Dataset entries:
== Segment start ==

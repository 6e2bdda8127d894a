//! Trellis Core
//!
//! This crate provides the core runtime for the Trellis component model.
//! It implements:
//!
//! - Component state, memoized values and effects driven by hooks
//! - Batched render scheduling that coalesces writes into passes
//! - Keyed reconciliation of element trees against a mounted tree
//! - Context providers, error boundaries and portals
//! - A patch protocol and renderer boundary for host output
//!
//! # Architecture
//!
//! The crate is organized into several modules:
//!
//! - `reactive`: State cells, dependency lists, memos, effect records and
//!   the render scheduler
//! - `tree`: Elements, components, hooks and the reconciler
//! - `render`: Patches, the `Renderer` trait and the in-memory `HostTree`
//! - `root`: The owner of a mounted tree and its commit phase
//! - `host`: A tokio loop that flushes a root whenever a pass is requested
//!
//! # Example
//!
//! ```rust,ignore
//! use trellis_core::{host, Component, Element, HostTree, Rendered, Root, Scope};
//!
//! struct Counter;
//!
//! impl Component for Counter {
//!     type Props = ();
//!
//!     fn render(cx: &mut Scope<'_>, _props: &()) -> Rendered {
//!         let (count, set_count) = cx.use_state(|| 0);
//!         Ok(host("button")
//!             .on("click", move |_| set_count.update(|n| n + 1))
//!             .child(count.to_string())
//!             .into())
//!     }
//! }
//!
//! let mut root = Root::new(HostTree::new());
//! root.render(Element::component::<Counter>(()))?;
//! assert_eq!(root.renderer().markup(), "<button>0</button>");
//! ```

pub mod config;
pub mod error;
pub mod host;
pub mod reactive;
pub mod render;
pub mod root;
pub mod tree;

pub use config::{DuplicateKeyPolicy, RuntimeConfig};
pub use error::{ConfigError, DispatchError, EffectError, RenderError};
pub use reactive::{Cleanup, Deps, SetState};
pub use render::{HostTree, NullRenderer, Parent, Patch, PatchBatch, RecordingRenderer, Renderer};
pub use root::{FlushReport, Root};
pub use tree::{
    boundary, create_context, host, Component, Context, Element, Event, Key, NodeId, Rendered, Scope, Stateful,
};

== Segment end ==

About this exercise:
A complete and exact repetition of the entries is required.

Task result:
repository 6e2bdda8127d894a
//! Trellis Core
//!
//! This crate provides the core runtime for the Trellis component model.
//! It implements:
//!
//! - Component state, memoized values and effects driven by hooks
//! - Batched render scheduling that coalesces writes into passes
//! - Keyed reconciliation of element trees against a mounted tree
//! - Context providers, error boundaries and portals
//! - A patch protocol and renderer boundary for host output
//!
//! # Architecture
//!
//! The crate is organized into several modules:
//!
//! - `reactive`: State cells, dependency lists, memos, effect records and
//!   the render scheduler
//! - `tree`: Elements, components, hooks and the reconciler
//! - `render`: Patches, the `Renderer` trait and the in-memory `HostTree`
//! - `root`: The owner of a mounted tree and its commit phase
//! - `host`: A tokio loop that flushes a root whenever a pass is requested
//!
//! # Example
//!
//! ```rust,ignore
//! use trellis_core::{host, Component, Element, HostTree, Rendered, Root, Scope};
//!
//! struct Counter;
//!
//! impl Component for Counter {
//!     type Props = ();
//!
//!     fn render(cx: &mut Scope<'_>, _props: &()) -> Rendered {
//!         let (count, set_count) = cx.use_state(|| 0);
//!         Ok(host("button")
//!             .on("click", move |_| set_count.update(|n| n + 1))
//!             .child(count.to_string())
//!             .into())
//!     }
//! }
//!
//! let mut root = Root::new(HostTree::new());
//! root.render(Element::component::<Counter>(()))?;
//! assert_eq!(root.renderer().markup(), "<button>0</button>");
//! ```

pub mod config;
pub mod error;
pub mod host;
pub mod reactive;
pub mod render;
pub mod root;
pub mod tree;

pub use config::{DuplicateKeyPolicy, RuntimeConfig};
pub use error::{ConfigError, DispatchError, EffectError, RenderError};
pub use reactive::{Cleanup, Deps, SetState};
pub use render::{HostTree, NullRenderer, Parent, Patch, PatchBatch, RecordingRenderer, Renderer};
pub use root::{FlushReport, Root};
pub use tree::{
    boundary, create_context, host, Component, Context, Element, Event, Key, NodeId, Rendered, Scope, Stateful,
};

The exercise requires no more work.